"Have you no consideration for my poor nerves?"
"You mistake me, my dear. I have the utmost respect for your nerves. They've been my constant companion these twenty years."
"Our simple view that 'more nerves' is sufficient to explain 'more brain power' is simply not supported by our study," explained Professor Seth Grant, Head of the Genes to Cognition Programme at the Wellcome Trust Sanger Institute. As leaden-footed scientists do he confirmed the observations of quicksilver pragmatics expert Jane Austen some two centuries earlier that 'nerves' are not indicative of brain power.
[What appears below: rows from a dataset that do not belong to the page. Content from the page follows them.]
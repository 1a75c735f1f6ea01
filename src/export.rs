// 📦 Static Site Exporter - The whole API as flat files
//
// Writes a docs/ tree that static hosting can serve as-is: the listing
// endpoints, one detail file per point, one pre-computed diagnosis per
// symptom, image indexes plus the image files themselves, the plugin
// manifest pair, and the landing page.
//
// Output is deterministic for a given database and archive, so regenerating
// over an up-to-date tree is a no-op diff.

use std::fs;
use std::path::Path;

use anyhow::{Context, Result};
use serde::Serialize;
use serde_json::json;

use crate::archive::{self, ImageArchive};
use crate::diagnosis::DiagnosisEngine;
use crate::normalize;
use crate::symptoms::SymptomDb;

/// Landing page for the exported site.
pub const INDEX_HTML: &str = include_str!("../web/index.html");

// ============================================================================
// KEYWORD MAPPING (static chat)
// ============================================================================

// Trigger word → diagnose file slug, for clients that can only fetch
// static JSON. A trimmed-down sibling of the live chat keyword table.
static KEYWORD_TO_SLUG: &[(&str, &str)] = &[
    ("headache", "headache"),
    ("头痛", "headache"),
    ("头疼", "headache"),
    ("migraine", "headache"),
    ("偏头痛", "headache"),
    ("neck", "neck"),
    ("颈", "neck"),
    ("脖子", "neck"),
    ("shoulder", "neck"),
    ("肩", "neck"),
    ("back", "low_back_pain"),
    ("腰", "low_back_pain"),
    ("背", "low_back_pain"),
    ("sciatica", "low_back_pain"),
    ("坐骨", "low_back_pain"),
    ("anxiety", "anxiety"),
    ("焦虑", "anxiety"),
    ("紧张", "anxiety"),
    ("stress", "anxiety"),
    ("压力", "anxiety"),
    ("insomnia", "insomnia"),
    ("失眠", "insomnia"),
    ("睡不着", "insomnia"),
    ("sleep", "insomnia"),
    ("nausea", "nausea"),
    ("恶心", "nausea"),
    ("呕吐", "nausea"),
    ("晕车", "nausea"),
    ("vomit", "nausea"),
];

/// OpenAPI description served live and written into the static site.
pub const OPENAPI_SPEC: &str = r#"openapi: 3.0.1
info:
  title: 穴位诊断助手 API (Static)
  description: 根据症状推荐穴位按摩方案，提供穴位位置图片 (静态托管版本)
  version: 1.0.0
servers:
  - url: https://YOUR_USERNAME.github.io/YOUR_REPO
paths:
  /api/symptoms.json:
    get:
      operationId: listSymptoms
      summary: 获取所有支持的症状列表
      responses:
        "200":
          description: 症状列表

  /api/acupoints.json:
    get:
      operationId: listAcupoints
      summary: 获取所有穴位列表
      responses:
        "200":
          description: 穴位列表

  /api/diagnose/{symptom}.json:
    get:
      operationId: diagnoseSymptom
      summary: 根据症状获取穴位推荐
      parameters:
        - name: symptom
          in: path
          required: true
          schema:
            type: string
          description: 症状关键词 (headache, insomnia, anxiety, neck, low_back_pain, nausea)
      responses:
        "200":
          description: 穴位推荐结果

  /api/images/{code}.json:
    get:
      operationId: getAcupointImages
      summary: 获取穴位图片列表
      parameters:
        - name: code
          in: path
          required: true
          schema:
            type: string
          description: 穴位代码 (如 LI4, GB20, SP6)
      responses:
        "200":
          description: 图片URL列表
"#;

// ============================================================================
// EXPORT
// ============================================================================

/// What one export run produced.
#[derive(Debug, Clone, Default, Serialize, PartialEq)]
pub struct ExportSummary {
    pub symptoms: usize,
    pub acupoints: usize,
    pub diagnose_files: usize,
    pub image_indexes: usize,
    pub images_copied: usize,
}

// Lighter per-point row used in the pre-computed diagnosis files; static
// clients fetch location detail from the acupoint files instead.
#[derive(Debug, Serialize)]
struct StaticDiagnosePoint {
    code: String,
    name: String,
    chinese_name: String,
    location_hint: String,
    notes: String,
}

/// Write the complete static site under `output_dir`. The symptom database
/// is read once at the start of the run.
pub fn generate_site(
    engine: &DiagnosisEngine,
    image_archive: &ImageArchive,
    output_dir: &Path,
) -> Result<ExportSummary> {
    let db = engine.load_db()?;

    let api_dir = output_dir.join("api");
    for dir in [
        api_dir.join("acupoint"),
        api_dir.join("images"),
        api_dir.join("diagnose"),
        output_dir.join("images"),
        output_dir.join(".well-known"),
    ] {
        fs::create_dir_all(&dir)
            .with_context(|| format!("Failed to create {}", dir.display()))?;
    }

    let mut summary = ExportSummary::default();

    write_symptoms(&db, &api_dir, &mut summary)?;
    write_acupoints(engine, &api_dir, &mut summary)?;
    write_acupoint_details(engine, &api_dir)?;
    write_diagnose_files(engine, &db, &api_dir, &mut summary)?;
    copy_images(image_archive, output_dir, &api_dir, &mut summary)?;
    write_keyword_mapping(&api_dir)?;
    write_plugin_files(output_dir)?;
    fs::write(output_dir.join("index.html"), INDEX_HTML)
        .context("Failed to write index.html")?;

    Ok(summary)
}

fn write_symptoms(db: &SymptomDb, api_dir: &Path, summary: &mut ExportSummary) -> Result<()> {
    let symptoms = db.symptom_names();
    summary.symptoms = symptoms.len();
    write_json(
        &api_dir.join("symptoms.json"),
        &json!({"count": symptoms.len(), "symptoms": symptoms}),
    )
}

fn write_acupoints(engine: &DiagnosisEngine, api_dir: &Path, summary: &mut ExportSummary) -> Result<()> {
    let acupoints = engine.catalog().summaries();
    summary.acupoints = acupoints.len();
    write_json(
        &api_dir.join("acupoints.json"),
        &json!({"count": acupoints.len(), "acupoints": acupoints}),
    )
}

fn write_acupoint_details(engine: &DiagnosisEngine, api_dir: &Path) -> Result<()> {
    for (key, record) in engine.catalog().records() {
        write_json(
            &api_dir.join("acupoint").join(format!("{}.json", key)),
            &json!({"success": true, "acupoint": record}),
        )?;
    }
    Ok(())
}

fn write_diagnose_files(
    engine: &DiagnosisEngine,
    db: &SymptomDb,
    api_dir: &Path,
    summary: &mut ExportSummary,
) -> Result<()> {
    for entry in &db.symptoms {
        let acupoints: Vec<StaticDiagnosePoint> = entry
            .points
            .iter()
            .map(|point| {
                // Canonical codes here so the page can fetch matching
                // acupoint and image files
                let key = normalize::canonical_key(&point.code);
                let chinese_name = engine
                    .catalog()
                    .lookup(&key)
                    .map(|record| record.chinese_name.to_string())
                    .unwrap_or_default();
                StaticDiagnosePoint {
                    code: key,
                    name: point.name.clone(),
                    chinese_name,
                    location_hint: point.location_hint.clone(),
                    notes: point.notes.clone(),
                }
            })
            .collect();

        write_json(
            &api_dir.join("diagnose").join(format!("{}.json", entry.slug())),
            &json!({
                "success": true,
                "symptom": entry.symptom,
                "acupoints": acupoints,
                "disclaimer": db.disclaimer,
            }),
        )?;
        summary.diagnose_files += 1;
    }
    Ok(())
}

fn copy_images(
    image_archive: &ImageArchive,
    output_dir: &Path,
    api_dir: &Path,
    summary: &mut ExportSummary,
) -> Result<()> {
    fs::create_dir_all(output_dir.join("images/chinese"))
        .context("Failed to create images/chinese")?;

    let scraped_codes = image_archive.scraped_codes();
    for code in &scraped_codes {
        for file in image_archive.scraped_files(code) {
            let dest = output_dir.join(file.web_path.trim_start_matches('/'));
            if let Some(parent) = dest.parent() {
                fs::create_dir_all(parent)
                    .with_context(|| format!("Failed to create {}", parent.display()))?;
            }
            fs::copy(&file.path, &dest)
                .with_context(|| format!("Failed to copy {}", file.path.display()))?;
            summary.images_copied += 1;
        }
    }

    for file in image_archive.chinese_files() {
        let dest = output_dir.join(file.web_path.trim_start_matches('/'));
        fs::copy(&file.path, &dest)
            .with_context(|| format!("Failed to copy {}", file.path.display()))?;
        summary.images_copied += 1;
    }

    // One index per code with a scraped directory or a name mapping
    let mut index_codes: Vec<String> = scraped_codes;
    for code in archive::mapped_codes() {
        if !index_codes.iter().any(|c| c == code) {
            index_codes.push(code.to_string());
        }
    }
    for code in &index_codes {
        let index = image_archive.list(code);
        write_json(&api_dir.join("images").join(format!("{}.json", index.code)), &index)?;
        summary.image_indexes += 1;
    }
    Ok(())
}

fn write_keyword_mapping(api_dir: &Path) -> Result<()> {
    let mapping: serde_json::Map<String, serde_json::Value> = KEYWORD_TO_SLUG
        .iter()
        .map(|(keyword, slug)| ((*keyword).to_string(), json!(slug)))
        .collect();
    write_json(&api_dir.join("keyword_mapping.json"), &mapping)
}
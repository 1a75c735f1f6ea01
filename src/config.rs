// ⚙️ Configuration - Environment overrides with working defaults
//
// Everything runs with zero configuration: the bundled database, port 8080,
// no advisor keys. Each knob is a single env var, read once at startup.
//
//   OPENAI_API_KEY / ANTHROPIC_API_KEY  advisor backends
//   ACUPRESSURE_DB                      symptom database file
//   ACUPRESSURE_PORT                    server port
//   ACUPRESSURE_IMAGE_DIR               local point photo archive
//   ACUPRESSURE_CHINESE_IMAGE_DIR       Chinese photo archive

use std::env;
use std::path::{Path, PathBuf};

use anyhow::Result;

use crate::symptoms::{DatabaseSource, SymptomDb};

pub const DEFAULT_PORT: u16 = 8080;
pub const DEFAULT_DB_PATH: &str = "data/acupressure_by_symptom.json";
pub const DEFAULT_IMAGE_DIR: &str = "DignoseSource/acupoint_images";
pub const DEFAULT_CHINESE_IMAGE_DIR: &str = "DignoseSource/Chinese acuPointData/acupoints.asp_files";

/// Keys for the optional LLM advisor. Empty strings count as unset.
#[derive(Debug, Clone, Default)]
pub struct AdvisorConfig {
    pub openai_api_key: Option<String>,
    pub anthropic_api_key: Option<String>,
}

impl AdvisorConfig {
    pub fn from_env() -> Self {
        AdvisorConfig {
            openai_api_key: non_empty(env::var("OPENAI_API_KEY").ok()),
            anthropic_api_key: non_empty(env::var("ANTHROPIC_API_KEY").ok()),
        }
    }

    pub fn is_configured(&self) -> bool {
        self.openai_api_key.is_some() || self.anthropic_api_key.is_some()
    }
}

/// Server knobs, resolved once before the listener starts.
#[derive(Debug, Clone)]
pub struct ServerConfig {
    pub port: u16,
    pub database_path: Option<PathBuf>,
    pub image_dir: PathBuf,
    pub chinese_image_dir: PathBuf,
    pub advisor: AdvisorConfig,
}

impl ServerConfig {
    pub fn from_env() -> Self {
        ServerConfig {
            port: parse_port(env::var("ACUPRESSURE_PORT").ok()),
            database_path: non_empty(env::var("ACUPRESSURE_DB").ok()).map(PathBuf::from),
            image_dir: non_empty(env::var("ACUPRESSURE_IMAGE_DIR").ok())
                .map(PathBuf::from)
                .unwrap_or_else(|| PathBuf::from(DEFAULT_IMAGE_DIR)),
            chinese_image_dir: non_empty(env::var("ACUPRESSURE_CHINESE_IMAGE_DIR").ok())
                .map(PathBuf::from)
                .unwrap_or_else(|| PathBuf::from(DEFAULT_CHINESE_IMAGE_DIR)),
            advisor: AdvisorConfig::from_env(),
        }
    }
}

/// Pick the symptom database source: explicit path, then the conventional
/// file, then the compiled-in copy. An explicit path is loaded once up front
/// so a broken path fails here, not on the first query; a missing
/// conventional file just falls through to the bundled copy.
pub fn resolve_database(explicit: Option<&Path>) -> Result<DatabaseSource> {
    if let Some(path) = explicit {
        SymptomDb::load(path)?;
        return Ok(DatabaseSource::File(path.to_path_buf()));
    }
    let conventional = Path::new(DEFAULT_DB_PATH);
    if conventional.exists() {
        return Ok(DatabaseSource::File(conventional.to_path_buf()));
    }
    Ok(DatabaseSource::Bundled)
}

fn non_empty(value: Option<String>) -> Option<String> {
    value.filter(|v| !v.trim().is_empty())
}

fn parse_port(raw: Option<String>) -> u16 {
    raw.and_then(|v| v.trim().parse().ok()).unwrap_or(DEFAULT_PORT)
}

// ============================================================================
// TESTS
// ============================================================================

#[cfg(test)]
mod tests {
    use super::*;
    use std::io::Write;

    #[test]
    fn test_non_empty_filters_blank_values() {
        assert_eq!(non_empty(None), None);
        assert_eq!(non_empty(Some("".to_string())), None);
        assert_eq!(non_empty(Some("   ".to_string())), None);
        assert_eq!(non_empty(Some("sk-123".to_string())), Some("sk-123".to_string()));
    }

    #[test]
    fn test_parse_port_falls_back_on_garbage() {
        assert_eq!(parse_port(None), DEFAULT_PORT);
        assert_eq!(parse_port(Some("not-a-port".to_string())), DEFAULT_PORT);
        assert_eq!(parse_port(Some("9090".to_string())), 9090);
        assert_eq!(parse_port(Some(" 3000 ".to_string())), 3000);
    }

    #[test]
    fn test_advisor_config_detects_keys() {
        let none = AdvisorConfig::default();
        assert!(!none.is_configured());

        let with_key = AdvisorConfig {
            openai_api_key: Some("sk-123".to_string()),
            anthropic_api_key: None,
        };
        assert!(with_key.is_configured());
    }

    #[test]
    fn test_resolve_database_explicit_path() {
        let mut file = tempfile::NamedTempFile::new().unwrap();
        write!(file, r#"{{"symptoms": []}}"#).unwrap();

        let source = resolve_database(Some(file.path())).unwrap();
        assert!(matches!(source, DatabaseSource::File(_)));
        assert!(source.load().unwrap().is_empty());
    }

    #[test]
    fn test_resolve_database_explicit_missing_path_errors() {
        assert!(resolve_database(Some(Path::new("/no/such/db.json"))).is_err());
    }

    #[test]
    fn test_resolve_database_default_always_loads() {
        // Either the conventional file or the bundled copy
        let source = resolve_database(None).unwrap();
        assert!(!source.load().unwrap().is_empty());
    }
}
// 🔤 Code Normalization - Canonical catalog keys from messy point codes
//
// Problem solved:
// - "li4", "LI4 ", " Li4" → "LI4"
// - "Auricular Shenmen", "ear shenmen" → "AURICULAR_SHENMEN"
// - "LR3" (alternate liver notation) → "LV3"
//
// Normalization is mechanical (trim, upper-case, spaces to underscores);
// everything point-specific lives in the alias table, so new spellings are
// one line of data, not a new code path.

/// Alias table: canonicalized spelling → catalog key.
///
/// Left side must already be in canonical form (upper-case, underscores),
/// since it is matched after the mechanical pass.
static CODE_ALIASES: &[(&str, &str)] = &[
    ("EAR_SHENMEN", "AURICULAR_SHENMEN"),
    ("LR3", "LV3"),
];

/// Reduce a raw point code to its canonical catalog key.
pub fn canonical_key(raw: &str) -> String {
    let key = raw.trim().to_uppercase().replace(' ', "_");
    for (alias, target) in CODE_ALIASES {
        if key == *alias {
            return (*target).to_string();
        }
    }
    key
}

/// The alias table, for docs and diagnostics.
pub fn aliases() -> &'static [(&'static str, &'static str)] {
    CODE_ALIASES
}

// ============================================================================
// TESTS
// ============================================================================

#[cfg(test)]
mod tests {
    use super::*;
    use crate::catalog::AcupointCatalog;

    #[test]
    fn test_mechanical_normalization() {
        assert_eq!(canonical_key("li4"), "LI4");
        assert_eq!(canonical_key("  GB20  "), "GB20");
        assert_eq!(canonical_key("Auricular Shenmen"), "AURICULAR_SHENMEN");
        assert_eq!(canonical_key("EX-HN3"), "EX-HN3");
    }

    #[test]
    fn test_alias_resolution() {
        assert_eq!(canonical_key("ear shenmen"), "AURICULAR_SHENMEN");
        assert_eq!(canonical_key("Ear_Shenmen"), "AURICULAR_SHENMEN");
        assert_eq!(canonical_key("lr3"), "LV3");
        assert_eq!(canonical_key("LR3"), "LV3");
    }

    #[test]
    fn test_non_aliased_codes_pass_through() {
        assert_eq!(canonical_key("XX99"), "XX99");
        assert_eq!(canonical_key(""), "");
    }

    #[test]
    fn test_every_alias_targets_a_catalog_record() {
        let catalog = AcupointCatalog::new();
        for (alias, target) in aliases() {
            assert!(
                catalog.lookup(target).is_some(),
                "alias {} points at unknown key {}",
                alias,
                target
            );
        }
    }
}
Research published in Nature Neuroscience suggests that it is not size alone, or nerves, that count. "We found dramatic differences in the numbers of proteins in the synapses between different species. We studied around 600 proteins that are found in mammalian synapses and were surprised to find that only 50 percent of these are also found in invertebrate (creatures without a backbone..., [isn't that a little hard? Ed.]) synapses, and about 25 percent are in single-cell animals [or Prime Ministers, as we refer to them currently, Ed.] which obviously don't have a brain." Nerves yes, though, just look at those finger nails and nose habits.
'The origins of thinking lie in feeling [Yes! Ed.]: some of the proteins involved in synapse signalling and learning and memory are found in yeast, where they act to respond to signals from their environment, such as stress due to limited food or temperature change.' "It is amazing how a process of Darwinian evolution by tinkering and improvement has generated, from a collection of sensory proteins in yeast, the complex synapse of mammals associated with learning and cognition," added Dr Richard Emes, Lecturer in Bioinformatics at Keele University.
Pity about the single cell, invertebrate bundles of nerves; lack of back bone and no feelings.